— PROBLEM TO WORK ON —
Set down all of the entries precisely as they were written.
═════ GIVEN DATA
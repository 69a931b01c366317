//! Intensity histogram and automatic window selection.
//!
//! The auto window picks input bounds at two cumulative percentiles of the
//! histogram, so a handful of outlier pixels do not flatten the ramp.

use crate::error::LutError;
use crate::image::GrayImage;
use crate::lut::LUT_SIZE;

/// Count pixels per intensity.
///
/// Bins are `u64`: a single intensity can cover more than `u32::MAX`
/// pixels of a `u32 × u32` image.
pub fn histogram(image: &GrayImage) -> [u64; LUT_SIZE] {
    let mut bins = [0u64; LUT_SIZE];
    for &px in &image.pixels {
        bins[usize::from(px)] += 1;
    }
    bins
}

/// Choose `(input_min, input_max)` for a linear LUT from image content.
///
/// `input_min` is the intensity holding the pixel just past the
/// `low_percentile` rank; `input_max` is the first intensity whose
/// cumulative count reaches `high_percentile`. Percentiles are in
/// `0.0..=100.0` with `low <= high`. An empty image returns `(0, 255)`.
///
/// `auto_window(img, 0.0, 100.0)` is the image's exact min/max, and neither
/// bound ever lies past the brightest pixel.
pub fn auto_window(
    image: &GrayImage,
    low_percentile: f64,
    high_percentile: f64,
) -> Result<(i32, i32), LutError> {
    let valid = |p: f64| (0.0..=100.0).contains(&p);
    if !valid(low_percentile) || !valid(high_percentile) || low_percentile > high_percentile {
        return Err(LutError::InvalidPercentile {
            low: low_percentile,
            high: high_percentile,
        });
    }

    if image.is_empty() {
        return Ok((0, LUT_SIZE as i32 - 1));
    }

    let bins = histogram(image);
    let total = image.pixels.len() as f64;
    let low_target = total * low_percentile / 100.0;
    let high_target = total * high_percentile / 100.0;

    let mut lower = None;
    let mut upper = None;
    let mut cumulative = 0u64;
    for (intensity, &count) in bins.iter().enumerate() {
        cumulative += count;
        let cum = cumulative as f64;
        if lower.is_none() && cum > low_target {
            lower = Some(intensity as i32);
        }
        if upper.is_none() && cumulative > 0 && cum >= high_target {
            upper = Some(intensity as i32);
        }
        if lower.is_some() && upper.is_some() {
            break;
        }
    }

    // low == 100% has no pixel past its rank; pin to the brightest one.
    let brightest = bins
        .iter()
        .rposition(|&count| count > 0)
        .map_or(LUT_SIZE as i32 - 1, |i| i as i32);
    let lower = lower.unwrap_or(brightest);
    let upper = upper.unwrap_or(brightest).max(lower);
    tracing::debug!(lower, upper, low_percentile, high_percentile, "auto window");
    Ok((lower, upper))
}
══════════
— REPLY —
repository 69a931b01c366317
//! Intensity histogram and automatic window selection.
//!
//! The auto window picks input bounds at two cumulative percentiles of the
//! histogram, so a handful of outlier pixels do not flatten the ramp.

use crate::error::LutError;
use crate::image::GrayImage;
use crate::lut::LUT_SIZE;

/// Count pixels per intensity.
///
/// Bins are `u64`: a single intensity can cover more than `u32::MAX`
/// pixels of a `u32 × u32` image.
pub fn histogram(image: &GrayImage) -> [u64; LUT_SIZE] {
    let mut bins = [0u64; LUT_SIZE];
    for &px in &image.pixels {
        bins[usize::from(px)] += 1;
    }
    bins
}

/// Choose `(input_min, input_max)` for a linear LUT from image content.
///
/// `input_min` is the intensity holding the pixel just past the
/// `low_percentile` rank; `input_max` is the first intensity whose
/// cumulative count reaches `high_percentile`. Percentiles are in
/// `0.0..=100.0` with `low <= high`. An empty image returns `(0, 255)`.
///
/// `auto_window(img, 0.0, 100.0)` is the image's exact min/max, and neither
/// bound ever lies past the brightest pixel.
pub fn auto_window(
    image: &GrayImage,
    low_percentile: f64,
    high_percentile: f64,
) -> Result<(i32, i32), LutError> {
    let valid = |p: f64| (0.0..=100.0).contains(&p);
    if !valid(low_percentile) || !valid(high_percentile) || low_percentile > high_percentile {
        return Err(LutError::InvalidPercentile {
            low: low_percentile,
            high: high_percentile,
        });
    }

    if image.is_empty() {
        return Ok((0, LUT_SIZE as i32 - 1));
    }

    let bins = histogram(image);
    let total = image.pixels.len() as f64;
    let low_target = total * low_percentile / 100.0;
    let high_target = total * high_percentile / 100.0;

    let mut lower = None;
    let mut upper = None;
    let mut cumulative = 0u64;
    for (intensity, &count) in bins.iter().enumerate() {
        cumulative += count;
        let cum = cumulative as f64;
        if lower.is_none() && cum > low_target {
            lower = Some(intensity as i32);
        }
        if upper.is_none() && cumulative > 0 && cum >= high_target {
            upper = Some(intensity as i32);
        }
        if lower.is_some() && upper.is_some() {
            break;
        }
    }

    // low == 100% has no pixel past its rank; pin to the brightest one.
    let brightest = bins
        .iter()
        .rposition(|&count| count > 0)
        .map_or(LUT_SIZE as i32 - 1, |i| i as i32);
    let lower = lower.unwrap_or(brightest);
    let upper = upper.unwrap_or(brightest).max(lower);
    tracing::debug!(lower, upper, low_percentile, high_percentile, "auto window");
    Ok((lower, upper))
}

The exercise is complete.